The big limits of today's email: privacy, barriers and robustness

Email is one of the most useful and more widely used applications of the Internet. So far, however, I have met very few people that seem aware of how suboptimal its usage is, or of the problems that may arise when many people will start to realize it. Please note that, while the rest of this page explains these statements only in the case of email, most of it applies to any other form of direct, person-to-person communication through the Internet (chat, IM, VoIP phone calls, social networking through Facebook or Ning…).

Webmail services like Gmail, Hotmail or Yahoo Mail are really popular because they are, without doubt, very convenient: they are well integrated with other services like calendaring, work without installing or configuring any software on your computer and are accessible from any device that can connect to the Internet and run some browser.

This approach to email has several limits, however. The first is that what you are actually doing is to beg someone else, almost always a very big, private company, to see, filter and store all your personal communications. At the privacy and civil rights levels, this is exactly the same as putting all your personal diaries and paper letters in perfect order in one room, and then send a copy of the key both to some marketing agency and to whatever government or law enforcement agency may be interested in them some day. Oh, and what about (even if your email and contacts were never seen by 3rd parties) someone at work or at home passing by your monitor and "wondering why you, and not them, is getting all those porn-type advertizements displayed"?

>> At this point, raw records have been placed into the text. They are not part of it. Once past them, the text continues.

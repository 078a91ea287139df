// ABOUTME: Container image reference parsing and validation.
// ABOUTME: Handles the name and name:tag formats the daemon slice addresses.

use std::fmt;
use thiserror::Error;

#[derive(Debug, Error)]
pub enum ParseImageRefError {
    #[error("image reference cannot be empty")]
    Empty,

    #[error("invalid character in image reference: {0}")]
    InvalidChar(char),

    #[error("image reference has an empty tag: {0}")]
    EmptyTag(String),
}

/// A parsed `name[:tag]` image reference.
///
/// The daemon endpoints this client exercises address images by name and tag
/// only, so there is no registry or digest component. A missing tag defaults
/// to `latest`.
#[derive(Debug, Clone, PartialEq, Eq)]
pub struct ImageRef {
    name: String,
    tag: String,
}

impl ImageRef {
    pub fn parse(input: &str) -> Result<Self, ParseImageRefError> {
        let input = input.trim();
        if input.is_empty() {
            return Err(ParseImageRefError::Empty);
        }

        for c in input.chars() {
            if !c.is_ascii_alphanumeric()
                && c != '/'
                && c != ':'
                && c != '.'
                && c != '-'
                && c != '_'
            {
                return Err(ParseImageRefError::InvalidChar(c));
            }
        }

        let (name, tag) = match input.rsplit_once(':') {
            Some((_, tag)) if tag.is_empty() => {
                return Err(ParseImageRefError::EmptyTag(input.to_string()));
            }
            // A colon inside a path component is a registry port, not a tag.
            Some((name, tag)) if !tag.contains('/') => (name.to_string(), tag.to_string()),
            _ => (input.to_string(), "latest".to_string()),
        };

        if name.is_empty() {
            return Err(ParseImageRefError::Empty);
        }

        Ok(Self { name, tag })
    }

    /// Build a reference from separately supplied name and tag.
    pub fn with_tag(name: &str, tag: &str) -> Result<Self, ParseImageRefError> {
        Self::parse(&format!("{name}:{tag}"))
    }

    pub fn name(&self) -> &str {
        &self.name
    }

    pub fn tag(&self) -> &str {
        &self.tag
    }
}

impl fmt::Display for ImageRef {
    fn fmt(&self, f: &mut fmt::Formatter<'_>) -> fmt::Result {
        write!(f, "{}:{}", self.name, self.tag)
    }
}

impl std::str::FromStr for ImageRef {
    type Err = ParseImageRefError;

    fn from_str(s: &str) -> Result<Self, Self::Err> {
        Self::parse(s)
    }
}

I must confess that I find very amusing that people who would never give up exclusive control of their paper documents do the very opposite when it comes to digital ones, or that I regularly receive chain email or blog posts denouncing some attack to privacy or personal freedom... just from people who use email accounts of this kind.

The second problem with delegating email management, namely spam filtering, is that communication can be blocked without any real reason. Other people, whose existence you don't even know, decide who can talk with you, sometimes blocking people with which you wanted to talk. To know how and why this can happen, read about how I found myself unable to send email to a University I work with.

The third problem is robustness: no matter how well managed it is, every service has some glitch, sooner or later. If everybody uses the email services of the same, few big companies, every time one of them has a problem (it does happen!) millions of people are simultaneously isolated, not just one company or family.

Finally, if you are so naive to not make regular copies offline of all your messages, address book and similar stuff... what will you do the day your email provider shuts down (remember GM if you think it's "too big to fail"), loses your data by mistake (this, too, does happen) or starts charging for its services (as Ning just did in another, but similar context)? As a system administrator said "(since it's a free service, if they lose your data, they'll have a minor public relations black eye and move on. YOU will be out a bunch of valuable data. You can't fire anyone or take tangible measures to make sure it doesn't happen again" (even if you did have enough money to face a very long and expensive court fight with a multinational))".

The most common answer to observations like these is that in order to manage email, one should be a programmer and spend a lot of time to run a server. This is not true. I already run my own email server, but (even if I did have to study a few tutorials to configure it) I never had to write, debug or compile any software to do it. The real obstacles to personal email management are unaware users and lack of laws.